►

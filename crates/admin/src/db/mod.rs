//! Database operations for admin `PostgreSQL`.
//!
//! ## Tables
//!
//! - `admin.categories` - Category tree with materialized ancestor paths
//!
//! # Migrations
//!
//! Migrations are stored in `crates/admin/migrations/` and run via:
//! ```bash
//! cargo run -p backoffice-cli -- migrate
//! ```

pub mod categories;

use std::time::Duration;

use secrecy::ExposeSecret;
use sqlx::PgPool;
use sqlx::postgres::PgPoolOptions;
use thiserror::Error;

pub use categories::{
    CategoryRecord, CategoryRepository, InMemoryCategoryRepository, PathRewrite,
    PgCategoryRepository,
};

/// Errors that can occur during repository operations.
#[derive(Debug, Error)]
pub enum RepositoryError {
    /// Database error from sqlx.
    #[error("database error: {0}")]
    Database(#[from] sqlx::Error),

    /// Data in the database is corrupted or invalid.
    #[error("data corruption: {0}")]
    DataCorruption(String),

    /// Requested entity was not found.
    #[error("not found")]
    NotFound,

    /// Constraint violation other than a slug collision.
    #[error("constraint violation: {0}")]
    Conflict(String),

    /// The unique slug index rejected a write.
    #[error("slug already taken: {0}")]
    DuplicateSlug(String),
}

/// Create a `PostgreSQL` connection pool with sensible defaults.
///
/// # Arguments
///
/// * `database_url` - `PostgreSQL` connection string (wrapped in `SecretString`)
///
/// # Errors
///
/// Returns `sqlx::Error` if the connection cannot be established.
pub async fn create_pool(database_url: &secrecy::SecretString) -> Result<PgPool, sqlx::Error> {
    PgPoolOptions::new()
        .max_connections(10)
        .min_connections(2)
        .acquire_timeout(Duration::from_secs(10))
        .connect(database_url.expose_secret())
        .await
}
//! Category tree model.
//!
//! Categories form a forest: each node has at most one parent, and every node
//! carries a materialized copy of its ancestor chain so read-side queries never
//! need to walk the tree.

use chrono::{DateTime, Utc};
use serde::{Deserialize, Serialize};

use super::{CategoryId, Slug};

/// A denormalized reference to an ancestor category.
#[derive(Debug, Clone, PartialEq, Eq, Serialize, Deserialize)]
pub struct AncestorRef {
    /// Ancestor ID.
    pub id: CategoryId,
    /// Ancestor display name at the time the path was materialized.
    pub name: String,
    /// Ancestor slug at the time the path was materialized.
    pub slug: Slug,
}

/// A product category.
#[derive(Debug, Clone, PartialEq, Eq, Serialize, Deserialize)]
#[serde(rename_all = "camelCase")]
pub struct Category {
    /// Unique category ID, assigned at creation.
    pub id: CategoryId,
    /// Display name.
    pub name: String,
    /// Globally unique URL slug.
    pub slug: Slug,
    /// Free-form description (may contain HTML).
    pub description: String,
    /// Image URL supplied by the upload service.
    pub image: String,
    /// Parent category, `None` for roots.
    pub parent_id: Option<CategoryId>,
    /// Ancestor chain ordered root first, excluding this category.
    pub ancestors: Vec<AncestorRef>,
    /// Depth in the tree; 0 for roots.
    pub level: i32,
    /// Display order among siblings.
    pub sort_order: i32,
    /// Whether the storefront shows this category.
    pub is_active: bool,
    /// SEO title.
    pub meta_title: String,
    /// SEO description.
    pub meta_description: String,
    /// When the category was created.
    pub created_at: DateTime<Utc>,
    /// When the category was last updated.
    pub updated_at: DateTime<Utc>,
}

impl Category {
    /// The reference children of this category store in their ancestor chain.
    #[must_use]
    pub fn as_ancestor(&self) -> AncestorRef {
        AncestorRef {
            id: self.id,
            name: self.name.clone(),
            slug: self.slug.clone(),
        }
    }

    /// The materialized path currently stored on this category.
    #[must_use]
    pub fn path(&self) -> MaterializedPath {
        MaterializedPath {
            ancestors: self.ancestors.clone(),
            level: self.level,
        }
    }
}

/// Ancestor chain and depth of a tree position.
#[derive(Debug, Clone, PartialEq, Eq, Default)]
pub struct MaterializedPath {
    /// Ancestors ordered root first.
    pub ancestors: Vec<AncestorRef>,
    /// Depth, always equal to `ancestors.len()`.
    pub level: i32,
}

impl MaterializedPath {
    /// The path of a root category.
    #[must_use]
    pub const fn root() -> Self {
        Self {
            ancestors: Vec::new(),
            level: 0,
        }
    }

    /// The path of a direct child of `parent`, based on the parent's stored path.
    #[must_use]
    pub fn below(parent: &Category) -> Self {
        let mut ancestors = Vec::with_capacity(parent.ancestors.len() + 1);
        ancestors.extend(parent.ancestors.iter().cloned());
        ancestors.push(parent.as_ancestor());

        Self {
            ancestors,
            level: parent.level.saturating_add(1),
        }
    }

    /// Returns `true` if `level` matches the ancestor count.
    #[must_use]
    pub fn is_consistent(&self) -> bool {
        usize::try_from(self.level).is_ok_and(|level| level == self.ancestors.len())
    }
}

◄

§ WHAT TO DO:
Look for "pub struct MaterializedPath" in the records. Write out its line and every later line through the end exactly, with nothing more.

§ WRITTEN SOLUTION:
pub struct MaterializedPath {
    /// Ancestors ordered root first.
    pub ancestors: Vec<AncestorRef>,
    /// Depth, always equal to `ancestors.len()`.
    pub level: i32,
}

impl MaterializedPath {
    /// The path of a root category.
    #[must_use]
    pub const fn root() -> Self {
        Self {
            ancestors: Vec::new(),
            level: 0,
        }
    }

    /// The path of a direct child of `parent`, based on the parent's stored path.
    #[must_use]
    pub fn below(parent: &Category) -> Self {
        let mut ancestors = Vec::with_capacity(parent.ancestors.len() + 1);
        ancestors.extend(parent.ancestors.iter().cloned());
        ancestors.push(parent.as_ancestor());

        Self {
            ancestors,
            level: parent.level.saturating_add(1),
        }
    }

    /// Returns `true` if `level` matches the ancestor count.
    #[must_use]
    pub fn is_consistent(&self) -> bool {
        usize::try_from(self.level).is_ok_and(|level| level == self.ancestors.len())
    }
}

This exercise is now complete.